- To do -
Hunt through the lines below for the string "super" and copy each one that has it.

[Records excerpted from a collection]
++++++++++
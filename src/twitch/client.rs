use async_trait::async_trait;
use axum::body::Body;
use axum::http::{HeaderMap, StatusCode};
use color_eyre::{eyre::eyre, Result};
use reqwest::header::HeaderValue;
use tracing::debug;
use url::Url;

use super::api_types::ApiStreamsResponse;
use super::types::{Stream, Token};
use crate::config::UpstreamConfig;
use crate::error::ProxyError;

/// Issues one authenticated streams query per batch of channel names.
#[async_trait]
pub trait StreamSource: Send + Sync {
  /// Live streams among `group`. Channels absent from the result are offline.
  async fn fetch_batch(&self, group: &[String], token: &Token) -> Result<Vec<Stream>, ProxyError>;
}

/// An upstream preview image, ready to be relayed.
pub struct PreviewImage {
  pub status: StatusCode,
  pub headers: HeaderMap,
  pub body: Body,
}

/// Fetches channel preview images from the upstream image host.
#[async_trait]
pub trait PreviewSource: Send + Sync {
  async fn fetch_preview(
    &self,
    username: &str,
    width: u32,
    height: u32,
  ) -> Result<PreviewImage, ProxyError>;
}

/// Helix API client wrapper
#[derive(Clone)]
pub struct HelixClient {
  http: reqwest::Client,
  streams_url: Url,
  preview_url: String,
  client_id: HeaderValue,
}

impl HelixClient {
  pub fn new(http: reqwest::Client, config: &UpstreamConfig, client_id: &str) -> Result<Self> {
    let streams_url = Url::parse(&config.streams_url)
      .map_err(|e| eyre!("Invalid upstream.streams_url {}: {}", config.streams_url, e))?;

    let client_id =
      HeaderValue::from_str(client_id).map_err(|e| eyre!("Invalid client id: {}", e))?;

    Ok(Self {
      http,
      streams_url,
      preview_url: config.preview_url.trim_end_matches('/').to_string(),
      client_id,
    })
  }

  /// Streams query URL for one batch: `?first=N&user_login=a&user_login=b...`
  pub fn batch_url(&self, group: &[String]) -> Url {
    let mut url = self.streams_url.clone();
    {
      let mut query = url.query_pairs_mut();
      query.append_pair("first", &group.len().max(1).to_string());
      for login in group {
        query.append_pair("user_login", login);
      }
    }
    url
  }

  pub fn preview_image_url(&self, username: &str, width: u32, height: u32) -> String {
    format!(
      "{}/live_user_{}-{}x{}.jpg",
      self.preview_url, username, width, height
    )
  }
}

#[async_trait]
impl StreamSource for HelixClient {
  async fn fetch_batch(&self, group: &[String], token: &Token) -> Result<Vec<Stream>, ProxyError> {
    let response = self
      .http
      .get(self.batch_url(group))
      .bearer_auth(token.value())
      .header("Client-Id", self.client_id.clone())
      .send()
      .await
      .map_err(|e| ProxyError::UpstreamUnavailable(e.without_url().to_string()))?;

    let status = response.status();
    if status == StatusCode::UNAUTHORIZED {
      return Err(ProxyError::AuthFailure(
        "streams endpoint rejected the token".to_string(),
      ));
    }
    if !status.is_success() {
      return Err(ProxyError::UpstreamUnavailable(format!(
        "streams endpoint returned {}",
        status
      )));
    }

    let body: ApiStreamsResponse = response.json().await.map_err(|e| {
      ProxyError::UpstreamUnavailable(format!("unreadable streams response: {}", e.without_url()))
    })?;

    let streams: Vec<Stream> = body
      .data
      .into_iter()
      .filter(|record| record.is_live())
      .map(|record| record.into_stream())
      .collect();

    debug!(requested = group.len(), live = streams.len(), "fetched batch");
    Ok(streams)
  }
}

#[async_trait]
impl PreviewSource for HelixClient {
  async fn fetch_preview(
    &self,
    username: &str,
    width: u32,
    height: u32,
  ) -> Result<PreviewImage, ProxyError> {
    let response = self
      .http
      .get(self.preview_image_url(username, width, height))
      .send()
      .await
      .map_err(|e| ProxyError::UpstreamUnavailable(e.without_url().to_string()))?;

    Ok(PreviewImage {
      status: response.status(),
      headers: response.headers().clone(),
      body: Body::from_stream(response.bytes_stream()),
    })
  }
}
++++++++++
- Result of the exercise -
use super::api_types::ApiStreamsResponse;
use super::types::{Stream, Token};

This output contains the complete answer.